If a butt farts in the woods, does the price of natural gas go up or down?

Why are there so many butts in the world?

Someday, you too may have an old butt.

How many butts does it take? Enough.

Be kind to your butt. It's the only one you've got.

Two butts waddle into a bar. One asks for two cocktails. The other, not to be out done, asks for three. Each downs their drinks quickly. The first butt says to the other, "May I buy you a drink?" The second replies, "Only if I can buy you two." This went on for quite awhile until the second one, terribly drunk, blurted out, "Bar-ender! A other 'ound fur ar buupthhs!" He then fell over and died. MORAL: If you're going out drinking, it's best not to be a big butt about it.

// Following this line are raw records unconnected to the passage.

use std::path::PathBuf;

use serde_json::Value;

use super::*;
use crate::extractor::extract_with_rule;
use crate::language::LanguageRegistry;
use crate::scanner::scan;

fn parse(output: &str) -> Value {
    serde_json::from_str(output).unwrap()
}

fn python_rule() -> LanguageRule {
    LanguageRegistry::default().rules_for("python").unwrap().clone()
}

#[test]
fn spans_serialize_kind_and_range() {
    let rule = python_rule();
    let files = [FileSpans {
        path: PathBuf::from("./a.py"),
        language: "Python".to_string(),
        spans: scan("x = '#'  # c", &rule).collect(),
    }];

    let json = parse(&JsonFormatter.format_spans(&files).unwrap());
    let spans = json["files"][0]["spans"].as_array().unwrap();

    assert_eq!(json["files"][0]["path"], "a.py");
    assert_eq!(json["files"][0]["language"], "Python");
    assert_eq!(spans.len(), 4);
    assert_eq!(spans[1]["kind"], "string");
    assert_eq!(spans[1]["text"], "'#'");
    assert_eq!(spans[3]["kind"], "comment");
    assert_eq!(spans[3]["start"], 9);
    assert!(spans[3].get("unterminated").is_none());
}

#[test]
fn comments_serialize_body_and_flag() {
    let rule = python_rule();
    let files = [FileComments {
        path: PathBuf::from("a.py"),
        language: "Python".to_string(),
        comments: extract_with_rule("# one\nx = '''open", &rule),
    }];

    let json = parse(&JsonFormatter.format_comments(&files).unwrap());
    let comments = json["files"][0]["comments"].as_array().unwrap();

    assert_eq!(comments.len(), 1);
    assert_eq!(comments[0]["text"], " one");
    assert_eq!(comments[0]["line"], 1);
}

#[test]
fn counts_flatten_line_stats() {
    let stats = LineStats {
        total: 3,
        code: 2,
        comment: 1,
        blank: 0,
    };
    let summary = CountSummary::new(
        vec![FileCount {
            path: PathBuf::from("./x.py"),
            language: "Python".to_string(),
            stats,
            unterminated: 0,
        }],
        1,
    );

    let json = parse(&JsonFormatter.format_counts(&summary).unwrap());

    assert_eq!(json["summary"]["files"], 1);
    assert_eq!(json["summary"]["skipped"], 1);
    assert_eq!(json["summary"]["total"], 3);
    assert_eq!(json["summary"]["code"], 2);
    assert_eq!(json["files"][0]["path"], "x.py");
    assert_eq!(json["files"][0]["comment"], 1);
    assert_eq!(json["files"][0]["unterminated"], 0);
}

#[test]
fn languages_list_names_and_markers() {
    let registry = LanguageRegistry::default();
    let json = parse(&JsonFormatter.format_languages(registry.all()).unwrap());
    let languages = json.as_array().unwrap();

    assert_eq!(languages.len(), registry.all().len());
    let haskell = languages.iter().find(|l| l["name"] == "Haskell").unwrap();
    assert_eq!(haskell["nested"], true);
    assert_eq!(haskell["line_comments"][0], "--");
}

In childhood, I laughed at the word butt. In college, I probably was a butt. In marriage, I've been a butt about things at times. Currently, I'm someone who can laugh about being a little butt. I wonder what tomorrow will bring.

Jacob Bronowski said; "Sooner or later one of us breathes an atom that has been breathed before by anyone you can think of who has lived before us... Michelangelo or George Washington or Moses."
    So does the same hold true all those farts which came before us?

Where there is butt, is there always a butt?

If you slow your butt down, do you become a lazy butt?

What's wrong with being relaxed?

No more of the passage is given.